L'Afrique du Sud possède quelque chose de plus que la Nouvelle-Zélande : un titre de champion du monde supplémentaire. Victorieux en France en octobre dernier, les Springboks ont inscrit pour la deuxième fois de leur histoire leur nom au palmarès (1995, 2007). C'est avec cette nouvelle couronne mondiale qu'ils se présenteront à Wellington samedi pour entamer un Tri-Nations 2008 qui retrouve son format en neuf rencontres. Depuis moins d'un an, des choses ont changé avec la nomination d'un nouvel entraîneur Peter De Villiers, qui a pris la succession de Jake White. Un changement qui se traduit par des modifications dans le groupe. L'effectif a été renouvelé par sept joueurs de couleur (un record) et seulement cinq « mondialistes » face au pays de Galles pour le premier test-match (victoire 43-17).
Néanmoins, pour la compétition majeure de l'hémisphère Sud, les Springboks pourront compter sur un groupe étoffé par d'autres joueurs ayant décroché la timbale à l'automne dernier. Les « Français » John Smit, au prix d'un très long voyage entre la France et la Nouvelle-Zélande, et Victor Matfield (Toulon) débuteront face aux Blacks. La surprise est venue de la titularisation de Joe van Niekerk, de retour après des blessures récurrentes qui l'ont éloigné des terrains cette saison. Les « Sud-Af' » pourront s'appuyer sur une conquête puissante et des « contreurs » efficaces (Habana et Ndungane) pour remporter une compétition qui les fuit depuis 2004. Un succès au Tri-nations leur permettrait d'imiter les Australiens qui avaient décroché le sésame deux années consécutives après leur titre mondial de 1999. Une statistique impossible à réaliser par les Blacks pour le moment. Incapable de remporter une nouvelle Coupe du Monde depuis la création de la compétition (1989), la Nouvelle-Zélande arrive au Tri-Nations la rage au ventre après le douloureux revers face à la France en quarts de finale à Cardiff.

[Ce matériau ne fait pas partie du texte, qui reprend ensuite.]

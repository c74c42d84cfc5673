use std::collections::BTreeMap;

use serde::Deserialize;

/// Failure of a single round-trip through the API gateway.
#[derive(Debug, Clone, PartialEq)]
pub enum ApiClientError {
    /// The request never produced a response (connection, timeout, TLS).
    Transport(String),
    /// The backend answered 401; the session has been invalidated.
    Unauthorized,
    /// Non-2xx with a structured validation body.
    Validation {
        message: String,
        errors: BTreeMap<String, Vec<String>>,
    },
    /// Non-2xx with a plain message.
    Status { status: u16, message: String },
    Serialization(String),
}

#[derive(Deserialize)]
struct ErrorBody {
    #[serde(default)]
    title: Option<String>,
    #[serde(default)]
    message: Option<String>,
    #[serde(default)]
    errors: Option<BTreeMap<String, Vec<String>>>,
}

impl ApiClientError {
    /// Classifies a non-2xx, non-401 response body.
    pub fn from_response(status: u16, body: &str) -> Self {
        match serde_json::from_str::<ErrorBody>(body) {
            Ok(ErrorBody {
                title,
                message,
                errors: Some(errors),
            }) if !errors.is_empty() => ApiClientError::Validation {
                message: message
                    .or(title)
                    .unwrap_or_else(|| "Validation failed".to_string()),
                errors,
            },
            Ok(ErrorBody { title, message, .. }) => ApiClientError::Status {
                status,
                message: message
                    .or(title)
                    .unwrap_or_else(|| fallback_message(status, body)),
            },
            Err(_) => ApiClientError::Status {
                status,
                message: fallback_message(status, body),
            },
        }
    }

    /// First field-level message of a validation failure, if any.
    pub fn first_field_message(&self) -> Option<&str> {
        match self {
            ApiClientError::Validation { errors, .. } => errors
                .values()
                .flat_map(|messages| messages.iter())
                .map(String::as_str)
                .next(),
            _ => None,
        }
    }

    /// Message suitable for showing to the user as-is.
    pub fn user_message(&self) -> String {
        match self {
            ApiClientError::Validation { message, .. } => self
                .first_field_message()
                .map(str::to_string)
                .unwrap_or_else(|| message.clone()),
            ApiClientError::Status { message, .. } => message.clone(),
            other => other.to_string(),
        }
    }
}

fn fallback_message(status: u16, body: &str) -> String {
    let trimmed = body.trim().trim_matches('"');
    if trimmed.is_empty() {
        format!("Request failed with status {}", status)
    } else {
        trimmed.to_string()
    }
}

impl std::fmt::Display for ApiClientError {
    fn fmt(&self, f: &mut std::fmt::Formatter<'_>) -> std::fmt::Result {
        match self {
            ApiClientError::Transport(msg) => write!(f, "Transport error: {}", msg),
            ApiClientError::Unauthorized => write!(f, "Session is no longer valid"),
            ApiClientError::Validation { message, .. } => {
                write!(f, "Validation error: {}", message)
            }
            ApiClientError::Status { status, message } => {
                write!(f, "Request failed ({}): {}", status, message)
            }
            ApiClientError::Serialization(msg) => write!(f, "Serialization error: {}", msg),
        }
    }
}

impl std::error::Error for ApiClientError {}

impl From<reqwest::Error> for ApiClientError {
    fn from(err: reqwest::Error) -> Self {
        if err.is_decode() {
            ApiClientError::Serialization(err.to_string())
        } else {
            ApiClientError::Transport(err.to_string())
        }
    }
}

impl From<serde_json::Error> for ApiClientError {
    fn from(err: serde_json::Error) -> Self {
        ApiClientError::Serialization(err.to_string())
    }
}
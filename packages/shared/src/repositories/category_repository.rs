use async_trait::async_trait;
use reqwest::Method;

#[cfg(test)]
use mockall::automock;

use crate::models::category::{Category, CategoryPayload, CategoryPercentageUpdate};
use crate::repositories::api_client::{HttpApiClient, NO_BODY};
use crate::repositories::errors::api_client_errors::ApiClientError;

#[cfg_attr(test, automock)]
#[async_trait]
pub trait CategoryRepository: Send + Sync {
    async fn list_categories(&self) -> Result<Vec<Category>, ApiClientError>;
    async fn create_category(&self, payload: &CategoryPayload)
        -> Result<Category, ApiClientError>;
    async fn update_category(
        &self,
        category_id: &str,
        payload: &CategoryPayload,
    ) -> Result<(), ApiClientError>;
    async fn delete_category(&self, category_id: &str) -> Result<(), ApiClientError>;
    async fn batch_update_percentages(
        &self,
        updates: &[CategoryPercentageUpdate],
    ) -> Result<(), ApiClientError>;
}

#[async_trait]
impl CategoryRepository for HttpApiClient {
    async fn list_categories(&self) -> Result<Vec<Category>, ApiClientError> {
        self.get_json("/categories").await
    }

    async fn create_category(
        &self,
        payload: &CategoryPayload,
    ) -> Result<Category, ApiClientError> {
        self.send_json(Method::POST, "/categories", payload).await
    }

    async fn update_category(
        &self,
        category_id: &str,
        payload: &CategoryPayload,
    ) -> Result<(), ApiClientError> {
        self.send_empty(
            Method::PUT,
            &format!("/categories/{}", category_id),
            Some(payload),
        )
        .await
    }

    async fn delete_category(&self, category_id: &str) -> Result<(), ApiClientError> {
        self.send_empty(
            Method::DELETE,
            &format!("/categories/{}", category_id),
            NO_BODY,
        )
        .await
    }

    async fn batch_update_percentages(
        &self,
        updates: &[CategoryPercentageUpdate],
    ) -> Result<(), ApiClientError> {
        self.send_empty(
            Method::POST,
            "/categories/batch-update-percentages",
            Some(updates),
        )
        .await
    }
}
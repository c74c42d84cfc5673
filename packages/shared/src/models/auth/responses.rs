use serde::{Deserialize, Serialize};

use crate::models::formats::option_string_or_number;

#[derive(Debug, Clone, Deserialize, Serialize)]
pub struct LoginResponse {
    pub token: String,
}

#[derive(Debug, Clone, Default, Deserialize, Serialize)]
pub struct MessageResponse {
    #[serde(default)]
    pub message: Option<String>,
}

/// Claims carried by the session token. Each claim may arrive under its
/// short name, its URI-style name, or both; the short name wins.
#[derive(Debug, Clone, PartialEq, Deserialize, Serialize)]
#[serde(try_from = "RawTokenClaims")]
pub struct TokenClaims {
    pub sub: String, // subject (user ID)
    pub email: Option<String>,
    pub role: Option<String>,
    #[serde(rename = "householdId")]
    pub household_id: Option<String>,
    pub exp: i64, // expiration time
}

#[derive(Deserialize)]
struct RawTokenClaims {
    #[serde(default, deserialize_with = "option_string_or_number::deserialize")]
    sub: Option<String>,
    #[serde(
        default,
        rename = "http://schemas.xmlsoap.org/ws/2005/05/identity/claims/nameidentifier",
        deserialize_with = "option_string_or_number::deserialize"
    )]
    name_identifier: Option<String>,
    #[serde(default)]
    email: Option<String>,
    #[serde(
        default,
        rename = "http://schemas.xmlsoap.org/ws/2005/05/identity/claims/emailaddress"
    )]
    email_address: Option<String>,
    #[serde(default)]
    role: Option<String>,
    #[serde(
        default,
        rename = "http://schemas.microsoft.com/ws/2008/06/identity/claims/role"
    )]
    role_uri: Option<String>,
    #[serde(
        default,
        rename = "householdId",
        deserialize_with = "option_string_or_number::deserialize"
    )]
    household_id: Option<String>,
    #[serde(
        default,
        rename = "household_id",
        deserialize_with = "option_string_or_number::deserialize"
    )]
    household_id_snake: Option<String>,
    exp: i64,
}

impl TryFrom<RawTokenClaims> for TokenClaims {
    type Error = String;

    fn try_from(raw: RawTokenClaims) -> Result<Self, Self::Error> {
        let sub = raw
            .sub
            .or(raw.name_identifier)
            .ok_or_else(|| "missing subject claim".to_string())?;
        Ok(TokenClaims {
            sub,
            email: raw.email.or(raw.email_address),
            role: raw.role.or(raw.role_uri),
            household_id: raw.household_id.or(raw.household_id_snake),
            exp: raw.exp,
        })
    }
}

#[cfg(test)]
mod tests {
    use super::*;

    #[test]
    fn test_claims_accept_uri_style_keys() {
        let json = r#"{
            "http://schemas.xmlsoap.org/ws/2005/05/identity/claims/nameidentifier": "5",
            "http://schemas.xmlsoap.org/ws/2005/05/identity/claims/emailaddress": "ana@example.com",
            "http://schemas.microsoft.com/ws/2008/06/identity/claims/role": "Admin",
            "householdId": 11,
            "exp": 1900000000
        }"#;

        let claims: TokenClaims = serde_json::from_str(json).unwrap();
        assert_eq!(claims.sub, "5");
        assert_eq!(claims.email.as_deref(), Some("ana@example.com"));
        assert_eq!(claims.role.as_deref(), Some("Admin"));
        assert_eq!(claims.household_id.as_deref(), Some("11"));
    }

    #[test]
    fn test_claims_short_keys() {
        let json = r#"{"sub": 5, "role": "User", "exp": 1}"#;
        let claims: TokenClaims = serde_json::from_str(json).unwrap();
        assert_eq!(claims.sub, "5");
        assert_eq!(claims.household_id, None);
        assert_eq!(claims.email, None);
    }

    #[test]
    fn test_claims_with_both_key_styles_prefer_short_names() {
        let json = r#"{
            "sub": "5",
            "http://schemas.xmlsoap.org/ws/2005/05/identity/claims/nameidentifier": "7",
            "role": "User",
            "http://schemas.microsoft.com/ws/2008/06/identity/claims/role": "Admin",
            "householdId": "11",
            "household_id": 12,
            "exp": 1900000000
        }"#;

        let claims: TokenClaims = serde_json::from_str(json).unwrap();
        assert_eq!(claims.sub, "5");
        assert_eq!(claims.role.as_deref(), Some("User"));
        assert_eq!(claims.household_id.as_deref(), Some("11"));
    }

    #[test]
    fn test_claims_without_subject_are_rejected() {
        let json = r#"{"role": "User", "exp": 1}"#;
        assert!(serde_json::from_str::<TokenClaims>(json).is_err());
    }
}
use async_trait::async_trait;
use reqwest::Method;

#[cfg(test)]
use mockall::automock;

use crate::models::expense::{CreateExpensePayload, Expense, UpdateExpensePayload};
use crate::repositories::api_client::{HttpApiClient, NO_BODY};
use crate::repositories::errors::api_client_errors::ApiClientError;

#[cfg_attr(test, automock)]
#[async_trait]
pub trait ExpenseRepository: Send + Sync {
    async fn list_expenses(&self) -> Result<Vec<Expense>, ApiClientError>;
    async fn create_expense(
        &self,
        payload: &CreateExpensePayload,
    ) -> Result<Expense, ApiClientError>;
    async fn update_expense(
        &self,
        expense_id: &str,
        payload: &UpdateExpensePayload,
    ) -> Result<(), ApiClientError>;
    async fn delete_expense(&self, expense_id: &str) -> Result<(), ApiClientError>;
}

#[async_trait]
impl ExpenseRepository for HttpApiClient {
    async fn list_expenses(&self) -> Result<Vec<Expense>, ApiClientError> {
        self.get_json("/expenses").await
    }

    async fn create_expense(
        &self,
        payload: &CreateExpensePayload,
    ) -> Result<Expense, ApiClientError> {
        self.send_json(Method::POST, "/expenses", payload).await
    }

    async fn update_expense(
        &self,
        expense_id: &str,
        payload: &UpdateExpensePayload,
    ) -> Result<(), ApiClientError> {
        self.send_empty(
            Method::PUT,
            &format!("/expenses/{}", expense_id),
            Some(payload),
        )
        .await
    }

    async fn delete_expense(&self, expense_id: &str) -> Result<(), ApiClientError> {
        self.send_empty(
            Method::DELETE,
            &format!("/expenses/{}", expense_id),
            NO_BODY,
        )
        .await
    }
}
use anyhow::{anyhow, bail, Result};
use chrono::Local;
use colored::*;
use rust_decimal::Decimal;
use std::collections::BTreeMap;

use shared::models::expense::{CreateExpensePayload, Expense};
use shared::models::month::ReportingMonth;
use shared::services::category_service;
use shared::services::ledger_views::{self, ExpenseFilter};

use crate::app::AppContext;
use crate::args::{
    AdminCommands, CategoryCommands, Commands, ExpenseCommands, ProfileCommands, RuleCommands,
    SalaryCommands,
};

const DASHBOARD: &str = "/dashboard";
const ADMIN: &str = "/admin/users";

pub async fn run(ctx: &AppContext, command: Commands) -> Result<()> {
    match command {
        Commands::Login { email, password } => login(ctx, &email, &password).await,
        Commands::Register {
            username,
            email,
            password,
        } => register(ctx, &username, &email, &password).await,
        Commands::Logout => {
            ctx.session.logout();
            println!("Signed out.");
            Ok(())
        }
        Commands::Whoami => whoami(ctx).await,
        Commands::Profile(command) => profile(ctx, command).await,
        Commands::Expenses(command) => expenses(ctx, command).await,
        Commands::Summary { month } => summary(ctx, month).await,
        Commands::Salary(SalaryCommands::Set { value, month }) => {
            ctx.require(DASHBOARD).await?;
            if let Some(month) = month {
                ctx.ledger.set_selected_month(month);
            }
            let salary = ctx.ledger.set_salary(value).await?;
            println!(
                "Salary for {} set to {}",
                ReportingMonth::from_date(salary.date),
                money(salary.value)
            );
            Ok(())
        }
        Commands::Categories(command) => categories(ctx, command).await,
        Commands::Rules(RuleCommands::Set { rules }) => {
            ctx.require(DASHBOARD).await?;
            ctx.catalog.fetch_all_categories().await;
            let rules = collect_rules(rules);
            for name in rules.keys() {
                if ctx.catalog.category_by_name(name).is_none() {
                    println!("{} unknown category {}", "skipped".yellow(), name);
                }
            }
            ctx.catalog.save_distribution_rules(&rules).await?;
            println!("Distribution rules saved.");
            Ok(())
        }
        Commands::Link { code } => {
            ctx.require(DASHBOARD).await?;
            ctx.session.link_account(&code).await?;
            println!("Account linked.");
            whoami(ctx).await
        }
        Commands::Unlink => {
            ctx.require(DASHBOARD).await?;
            ctx.session.unlink_account().await?;
            println!("Account unlinked.");
            Ok(())
        }
        Commands::ToggleContext => {
            ctx.require(DASHBOARD).await?;
            if !ctx.session.can_toggle_dashboard() {
                bail!("There is no shared household to switch to.");
            }
            ctx.session.toggle_dashboard_context().await?;
            println!("Now viewing the {} dashboard.", context_label(ctx));
            Ok(())
        }
        Commands::Admin(command) => admin(ctx, command).await,
        Commands::Theme { theme } => {
            match theme {
                Some(theme) => {
                    ctx.preferences.set_theme(theme)?;
                    println!("Theme set to {}", theme);
                }
                None => println!("{}", ctx.preferences.theme()?),
            }
            Ok(())
        }
    }
}

/// Category names match case-insensitively, so a later `NAME=PCT` replaces
/// an earlier one for the same name in any casing.
fn collect_rules(rules: Vec<(String, Decimal)>) -> BTreeMap<String, Decimal> {
    rules
        .into_iter()
        .map(|(name, percentage)| (name.to_uppercase(), percentage))
        .collect()
}

fn money(value: Decimal) -> String {
    format!("{:.2}", value.round_dp(2))
}

fn context_label(ctx: &AppContext) -> &'static str {
    if ctx.session.is_personal_dashboard() {
        "personal"
    } else {
        "shared"
    }
}

async fn login(ctx: &AppContext, email: &str, password: &str) -> Result<()> {
    if ctx.session.login(email, password).await {
        let username = ctx
            .session
            .state()
            .profile
            .map(|profile| profile.username)
            .unwrap_or_default();
        println!("Signed in as {}", username.bold());
        Ok(())
    } else {
        Err(anyhow!(ctx
            .session
            .state()
            .error
            .unwrap_or_else(|| "Login failed".to_string())))
    }
}

async fn register(ctx: &AppContext, username: &str, email: &str, password: &str) -> Result<()> {
    if ctx.session.register(username, email, password).await {
        println!("Account created. Run `finance login` to sign in.");
        Ok(())
    } else {
        Err(anyhow!(ctx
            .session
            .state()
            .error
            .unwrap_or_else(|| "Registration failed".to_string())))
    }
}

async fn whoami(ctx: &AppContext) -> Result<()> {
    ctx.require(DASHBOARD).await?;
    let state = ctx.session.state();
    let profile = state
        .profile
        .ok_or_else(|| anyhow!("No profile loaded"))?;

    println!("{} <{}>", profile.username.bold(), profile.email);
    if ctx.session.is_admin() {
        println!("role: {}", "admin".magenta());
    }
    if let Some(code) = &profile.invite_code {
        println!("invite code: {}", code);
    }
    if ctx.session.is_linked() {
        let members: Vec<&str> = profile
            .household_members
            .iter()
            .map(|member| member.username.as_str())
            .collect();
        println!("household: {}", members.join(", "));
    }
    println!("dashboard: {}", context_label(ctx));
    Ok(())
}

async fn profile(ctx: &AppContext, command: ProfileCommands) -> Result<()> {
    ctx.require(DASHBOARD).await?;
    match command {
        ProfileCommands::Show => {
            ctx.profile.fetch_profile().await;
            let state = ctx.profile.state();
            if let Some(error) = state.error {
                bail!(error);
            }
            if let Some(profile) = state.profile {
                println!("id:       {}", profile.id);
                println!("username: {}", profile.username);
                println!("email:    {}", profile.email);
                println!(
                    "status:   {}",
                    if profile.is_active { "active" } else { "inactive" }
                );
            }
        }
        ProfileCommands::Rename { username } => {
            ctx.profile.update_profile(&username).await?;
        }
        ProfileCommands::Password { current, new } => {
            ctx.profile.change_password(&current, &new).await?;
        }
    }
    if let Some(message) = ctx.profile.success_message() {
        println!("{}", message.green());
    }
    Ok(())
}

async fn load_ledger(ctx: &AppContext, month: Option<ReportingMonth>) {
    if let Some(month) = month {
        ctx.ledger.set_selected_month(month);
    }
    ctx.ledger.fetch_expenses(false).await;
    ctx.ledger.fetch_salary(false).await;
    ctx.catalog.fetch_all_categories().await;
}

fn category_label(ctx: &AppContext, category_id: &str) -> String {
    ctx.catalog
        .category_by_id(category_id)
        .map(|category| category.name)
        .unwrap_or_else(|| format!("#{}", category_id))
}

fn resolve_category(ctx: &AppContext, category: &str) -> Result<String> {
    ctx.catalog
        .category_by_name(category)
        .or_else(|| ctx.catalog.category_by_id(category))
        .map(|category| category.id)
        .ok_or_else(|| anyhow!("Unknown category {}", category))
}

fn print_expense(ctx: &AppContext, expense: &Expense) {
    let status = if expense.paid {
        "paid".green()
    } else {
        "open".red()
    };
    println!(
        "{:>6}  {}  {:>10}  {:<6}  {:<14}  {}",
        expense.id,
        expense.date,
        money(expense.value),
        status,
        category_label(ctx, &expense.category_id),
        expense.description
    );
}

async fn expenses(ctx: &AppContext, command: ExpenseCommands) -> Result<()> {
    ctx.require(DASHBOARD).await?;
    match command {
        ExpenseCommands::List {
            month,
            from,
            to,
            category,
            by_day,
        } => {
            load_ledger(ctx, month).await;
            if let Some(error) = ctx.ledger.state().fetch_error() {
                bail!(error.to_string());
            }
            let state = ctx.ledger.state();

            if by_day {
                for day in ledger_views::totals_by_day(&state) {
                    println!("{}  {:>10}", day.date, money(day.total));
                }
                return Ok(());
            }

            let mut filter = if from.is_some() || to.is_some() {
                ExpenseFilter {
                    from,
                    to,
                    category_id: None,
                }
            } else {
                ExpenseFilter::for_month(state.selected_month)
            };
            if let Some(category) = category {
                filter.category_id = Some(resolve_category(ctx, &category)?);
            }

            let expenses = ledger_views::filter_expenses(&state, &filter);
            if expenses.is_empty() {
                println!("No matching expenses");
                return Ok(());
            }
            for expense in &expenses {
                print_expense(ctx, expense);
            }
            let total: Decimal = expenses.iter().map(|expense| expense.value).sum();
            println!(
                "{} expenses, {} total, {} categories on record",
                expenses.len(),
                money(total),
                ledger_views::unique_categories(&state).len()
            );
        }
        ExpenseCommands::Add {
            value,
            category,
            date,
            payment_method,
            card,
            installments,
            paid,
            description,
        } => {
            ctx.catalog.fetch_all_categories().await;
            let category_id = resolve_category(ctx, &category)?;

            let payload = CreateExpensePayload {
                category_id,
                value,
                date: date.unwrap_or_else(|| Local::now().date_naive()),
                payment_method: payment_method.to_uppercase(),
                card,
                installments,
                paid,
                description,
            };
            let expense = ctx.ledger.add_expense(payload).await?;
            print_expense(ctx, &expense);
        }
        ExpenseCommands::Delete { id } => {
            ctx.ledger.delete_expense(&id).await?;
            println!("Deleted expense {}", id);
        }
        ExpenseCommands::Pay { id, unpaid } => {
            ctx.ledger.set_expense_paid(&id, !unpaid).await?;
            println!(
                "Expense {} marked {}",
                id,
                if unpaid { "unpaid" } else { "paid" }
            );
        }
    }
    Ok(())
}

async fn summary(ctx: &AppContext, month: Option<ReportingMonth>) -> Result<()> {
    ctx.require(DASHBOARD).await?;
    load_ledger(ctx, month).await;
    if let Some(error) = ctx.ledger.state().fetch_error() {
        bail!(error.to_string());
    }

    let totals = ctx.ledger.totals_for_selected_month();
    let salary = ctx.ledger.salary_for_selected_month();

    println!(
        "{} ({} dashboard)",
        ctx.ledger.selected_month().to_string().bold(),
        context_label(ctx)
    );
    println!("  salary   {:>12}", money(salary));
    println!("  spent    {:>12}", money(totals.total));
    println!("  paid     {:>12}", money(totals.paid).green());
    println!("  open     {:>12}", money(totals.unpaid).red());
    println!("  per day  {:>12}", money(ctx.ledger.average_expense()));
    let balance = salary - totals.total;
    let balance = if balance.is_sign_negative() {
        money(balance).red()
    } else {
        money(balance).green()
    };
    println!("  balance  {:>12}", balance);

    let lines = ledger_views::budget_breakdown(&ctx.ledger.state(), &ctx.catalog.state().categories);
    if !lines.is_empty() {
        println!();
        for line in lines {
            let ideal = match (line.ideal_percentage, line.ideal_amount) {
                (Some(percentage), Some(amount)) => {
                    let label = format!("{}% = {}", percentage.normalize(), money(amount));
                    if line.spent > amount {
                        label.red()
                    } else {
                        label.normal()
                    }
                }
                _ => "-".dimmed(),
            };
            println!("  {:<16} {:>12}  {}", line.name, money(line.spent), ideal);
        }
    }
    Ok(())
}

async fn categories(ctx: &AppContext, command: CategoryCommands) -> Result<()> {
    ctx.require(DASHBOARD).await?;
    match command {
        CategoryCommands::List => {
            ctx.catalog.fetch_all_categories().await;
            let state = ctx.catalog.state();
            if let Some(error) = state.error {
                bail!(error);
            }
            for category in &state.categories {
                let share = category
                    .ideal_percentage
                    .map(|percentage| format!("{}%", percentage.normalize()))
                    .unwrap_or_default();
                println!("{:>6}  {:<16} {:>6}  {}", category.id, category.name, share, category.icon);
            }
        }
        CategoryCommands::Add { name, icon } => {
            let category = ctx.catalog.create_category(&name, &icon).await?;
            println!("Created category {} ({})", category.name, category.id);
        }
        CategoryCommands::Delete { id } => {
            ctx.catalog.fetch_all_categories().await;
            let known = category_service::category_by_id(&ctx.catalog.state(), &id).is_some();
            ctx.catalog.delete_category(&id).await?;
            if known {
                println!("Deleted category {}", id);
            } else {
                println!("Deleted category #{} (was not listed)", id);
            }
        }
    }
    Ok(())
}

async fn admin(ctx: &AppContext, command: AdminCommands) -> Result<()> {
    ctx.require(ADMIN).await?;
    let ok = match command {
        AdminCommands::Users => {
            let ok = ctx.admin.fetch_all_users().await;
            for user in &ctx.admin.state().users {
                let status = if user.is_active {
                    "active".green()
                } else {
                    "inactive".red()
                };
                let linking = if user.can_link_accounts { "can link" } else { "" };
                println!(
                    "{:>6}  {:<16} {:<28} {:<8} {:<8} {}",
                    user.id, user.username, user.email, user.role, status, linking
                );
            }
            ok
        }
        AdminCommands::Activate { id } => ctx.admin.set_user_active_status(id, true).await,
        AdminCommands::Deactivate { id } => ctx.admin.set_user_active_status(id, false).await,
        AdminCommands::AllowLinking { id, revoke } => {
            ctx.admin.set_user_linking_status(id, !revoke).await
        }
        AdminCommands::Delete { id } => ctx.admin.delete_user(id).await,
    };

    if ok {
        Ok(())
    } else {
        Err(anyhow!(ctx
            .admin
            .state()
            .error
            .unwrap_or_else(|| "Admin request failed".to_string())))
    }
}
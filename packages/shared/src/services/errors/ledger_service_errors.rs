use crate::repositories::errors::api_client_errors::ApiClientError;

#[derive(Debug, Clone, PartialEq)]
pub enum LedgerError {
    Api(ApiClientError),
    ValidationError(String),
}

impl std::fmt::Display for LedgerError {
    fn fmt(&self, f: &mut std::fmt::Formatter<'_>) -> std::fmt::Result {
        match self {
            LedgerError::Api(err) => write!(f, "API error: {}", err),
            LedgerError::ValidationError(msg) => write!(f, "Validation error: {}", msg),
        }
    }
}

impl std::error::Error for LedgerError {}

impl From<ApiClientError> for LedgerError {
    fn from(err: ApiClientError) -> Self {
        LedgerError::Api(err)
    }
}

Victorieux des trois dernières éditions, les partenaires de Rokocoko veulent affirmer leur domination dans l'hémisphère Sud. Leur sérié d'invincibilité de 29 tests-matchs plaident en leur faveur. L'Angleterre, largement défaites à deux reprises courant juin, peut témoigner que les Blacks sont au sommet. Seul bémol à ce tableau assez réjouissant, la blessure de Richie McCaw pour l'ouverture. L'absence du capitaine est préjudiciable pour l'équipe de Graham Henry. L'incertitude de la participation de l'expérimenté Ali Williams laisse aussi planer le doute sur cette équipe à la relance. Partant annoncé, le deuxième-ligne pourrait finalement renoncer. Même avec ces pépins physiques, les Blacks ne sont pas prêts à laisser filer leur bien. Si l'Afrique du Sud peut se pavaner avec sa Coupe du monde en plus, les All Blacks voudront démontrer à tout prix que le Tri-Nations est leur propriété. A chacun sa spécialité.